Trump's Crypto Plan: Green Light for Digital Asset Trading?
Key Takeaways from Trump's Crypto Report
A 168-page crypto report is urging Congress to enhance crypto legislation, aiming to fulfill Donald Trump's promise of making the United States a crypto leader.
On July 30th, a crypto working group established by President Donald Trump released a detailed document outlining cryptocurrency regulation.
The 168-page report covers jurisdictional oversight, banking regulations, crypto reserves, and tax policies for cryptocurrencies.
This initiative stems from an executive order issued by President Trump in January, forming the President’s Working Group on Digital Asset Markets, led by Bo Hines.
The group includes key figures such as U.S. Securities and Exchange Commission (SEC) Chair Paul Atkins, Treasury Secretary Scott Bessent, and Commerce Secretary Howard Lutnick.
Report Recommendations
The released fact sheet emphasizes positioning America as a leader in digital asset markets, urging Congress to build on the bipartisan CLARITY vote.
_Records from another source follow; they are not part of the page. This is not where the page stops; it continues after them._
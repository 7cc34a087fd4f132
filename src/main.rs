use chrono::NaiveDate;
use clap::{Args, Parser, Subcommand};
use colored::{ColoredString, Colorize};
use eyre::{Context, Result, eyre};
use std::fs;
use std::path::PathBuf;
use todostore::{Config, TaskRecord, TaskStatus, TaskStore};
use tracing_subscriber::EnvFilter;

#[derive(Parser)]
#[command(name = "todostore")]
#[command(about = "TodoStore CLI - task records kept in a single JSON file")]
#[command(version = env!("GIT_DESCRIBE"))]
struct Cli {
    /// Path to the backing JSON file (default: from config)
    #[arg(short, long, env = "TODOSTORE_FILE", global = true)]
    file: Option<PathBuf>,

    /// Path to a YAML config file
    #[arg(short, long, global = true)]
    config: Option<PathBuf>,

    #[command(subcommand)]
    command: Commands,
}

#[derive(Subcommand)]
enum Commands {
    /// List all tasks in insertion order
    List,

    /// Show a single task as JSON
    Show { id: String },

    /// Add a new task
    Add {
        title: String,

        #[command(flatten)]
        fields: TaskFields,
    },

    /// Change fields of an existing task
    Edit {
        id: String,

        #[arg(long)]
        title: Option<String>,

        #[command(flatten)]
        fields: TaskFields,
    },

    /// Delete a task
    Delete { id: String },

    /// Export every task as a JSON array
    Export {
        /// Write to this file instead of stdout
        #[arg(short, long)]
        output: Option<PathBuf>,
    },

    /// Import tasks from a JSON array file
    Import {
        input: PathBuf,

        /// Replace the whole store instead of merging by id
        #[arg(long)]
        replace: bool,
    },
}

#[derive(Args)]
struct TaskFields {
    #[arg(long)]
    details: Option<String>,

    #[arg(long)]
    assigned_to: Option<String>,

    #[arg(long)]
    priority: Option<String>,

    /// Todo, InProgress, Blocked, Completed or Cancelled
    #[arg(long)]
    status: Option<TaskStatus>,

    /// Start date (YYYY-MM-DD)
    #[arg(long, value_parser = parse_date_arg)]
    started: Option<NaiveDate>,

    /// Completion date (YYYY-MM-DD)
    #[arg(long, value_parser = parse_date_arg)]
    completed: Option<NaiveDate>,
}

impl TaskFields {
    fn apply(self, task: &mut TaskRecord) {
        if let Some(details) = self.details {
            task.details = Some(details);
        }
        if let Some(assignee) = self.assigned_to {
            task.assigned_to = Some(assignee);
        }
        if let Some(priority) = self.priority {
            task.priority = priority;
        }
        if let Some(status) = self.status {
            task.status = status;
        }
        if let Some(started) = self.started {
            task.date_started = Some(started);
        }
        if let Some(completed) = self.completed {
            task.date_completed = Some(completed);
        }
    }
}

fn parse_date_arg(s: &str) -> Result<NaiveDate, String> {
    todostore::models::parse_date(s).map_err(|e| format!("expected YYYY-MM-DD: {}", e))
}

fn main() -> Result<()> {
    let cli = Cli::parse();

    let config = Config::load(cli.config.as_deref())?;
    init_tracing(&config.log_level);

    let path = config.resolve_data_file(cli.file.as_deref());
    let store = TaskStore::open(&path).wrap_err_with(|| format!("Failed to open store at {}", path.display()))?;

    match cli.command {
        Commands::List => {
            let tasks = store.get_all()?;
            if tasks.is_empty() {
                println!("No tasks");
            }
            for task in tasks {
                println!(
                    "{}  {}  {:<8}  {}",
                    task.id.dimmed(),
                    status_label(task.status),
                    task.priority,
                    task.title
                );
            }
        }
        Commands::Show { id } => {
            let task = store.get(&id)?.ok_or_else(|| eyre!("No task with id {}", id))?;
            println!("{}", serde_json::to_string_pretty(&task)?);
        }
        Commands::Add { title, fields } => {
            let mut task = TaskRecord::new(title);
            fields.apply(&mut task);
            let created = store.create(task).wrap_err("Failed to add task")?;
            println!("Added {}", created.id.bold());
        }
        Commands::Edit { id, title, fields } => {
            let mut task = store.get(&id)?.ok_or_else(|| eyre!("No task with id {}", id))?;
            if let Some(title) = title {
                task.title = title;
            }
            fields.apply(&mut task);
            if !store.update(task).wrap_err("Failed to update task")?.is_applied() {
                return Err(eyre!("Task {} was deleted before it could be updated", id));
            }
            println!("Updated {}", id.bold());
        }
        Commands::Delete { id } => {
            if store.delete(&id)?.is_applied() {
                println!("Deleted {}", id.bold());
            } else {
                println!("No task with id {}", id);
            }
        }
        Commands::Export { output } => {
            let json = store.export_json()?;
            match output {
                Some(output) => {
                    fs::write(&output, format!("{}\n", json))
                        .wrap_err_with(|| format!("Failed to write {}", output.display()))?;
                    println!("Exported {} tasks to {}", store.len()?, output.display());
                }
                None => println!("{}", json),
            }
        }
        Commands::Import { input, replace } => {
            let json =
                fs::read_to_string(&input).wrap_err_with(|| format!("Failed to read {}", input.display()))?;
            let report = store.import_json(&json, replace).wrap_err("Import failed")?;
            println!(
                "Imported: {} added, {} updated, {} discarded ({} given new ids)",
                report.inserted, report.updated, report.discarded, report.assigned_ids
            );
        }
    }

    Ok(())
}

/// Tracing goes to stderr; RUST_LOG wins over the configured level
fn init_tracing(default_level: &str) {
    let filter = EnvFilter::try_from_default_env()
        .or_else(|_| EnvFilter::try_new(default_level))
        .unwrap_or_else(|_| EnvFilter::new("warn"));

    tracing_subscriber::fmt()
        .with_env_filter(filter)
        .with_writer(std::io::stderr)
        .init();
}

fn status_label(status: TaskStatus) -> ColoredString {
    let label = format!("{:<10}", status);
    match status {
        TaskStatus::Todo => label.normal(),
        TaskStatus::InProgress => label.yellow(),
        TaskStatus::Blocked => label.red(),
        TaskStatus::Completed => label.green(),
        TaskStatus::Cancelled => label.dimmed(),
    }
}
The SEC and the Commodity Futures Trading Commission (CFTC) are encouraged to use their existing authority to:
“Immediately enable the trading of digital assets at the Federal level.”
The report also highlights modernizing bank regulations and combating illicit finance.
The Trump Administration aims to end regulatory efforts that restrict banking services to the digital asset industries.
To combat illicit finance, Congress is urged to clarify AML/CFT obligations for decentralized finance participants.
The report also seeks to strengthen the U.S. dollar through the widespread adoption of dollar-backed stablecoins to modernize payment infrastructure.
Earlier in July, during "crypto week," Trump signed the GENIUS Act into law, establishing federal rules for stablecoins, a move seen as a significant win for the crypto industry, helping to legitimize it through a solid regulatory framework.
The working group advises that the Treasury and banking agencies:
“Faithfully and expeditiously implement GENIUS.”
The Treasury and U.S. agencies should also promote private sector leadership in developing innovative cross-border payments and financial market technologies.
Additionally, Congress is urged to pass the CBDC Anti-Surveillance State Act, prohibiting the research and development of a central bank digital currency in the U.S.
To ensure fairness and predictability in crypto taxation, the report advocates for tax rules that ease compliance for businesses and individuals.
The Treasury and IRS are encouraged to reduce burdens on taxpayers by providing guidance on topics like CAMT, wrapping transactions, and de minimis receipts of digital assets.
Senior administration officials described the report as the most comprehensive product released for digital assets during a press briefing.
The U.S. SEC recently approved an in-kind basis for crypto ETFs to enhance tax efficiency.
According to ETF analyst Eric Balchunas on X, these approvals indicate that the SEC is ready to treat crypto as a legitimate asset class.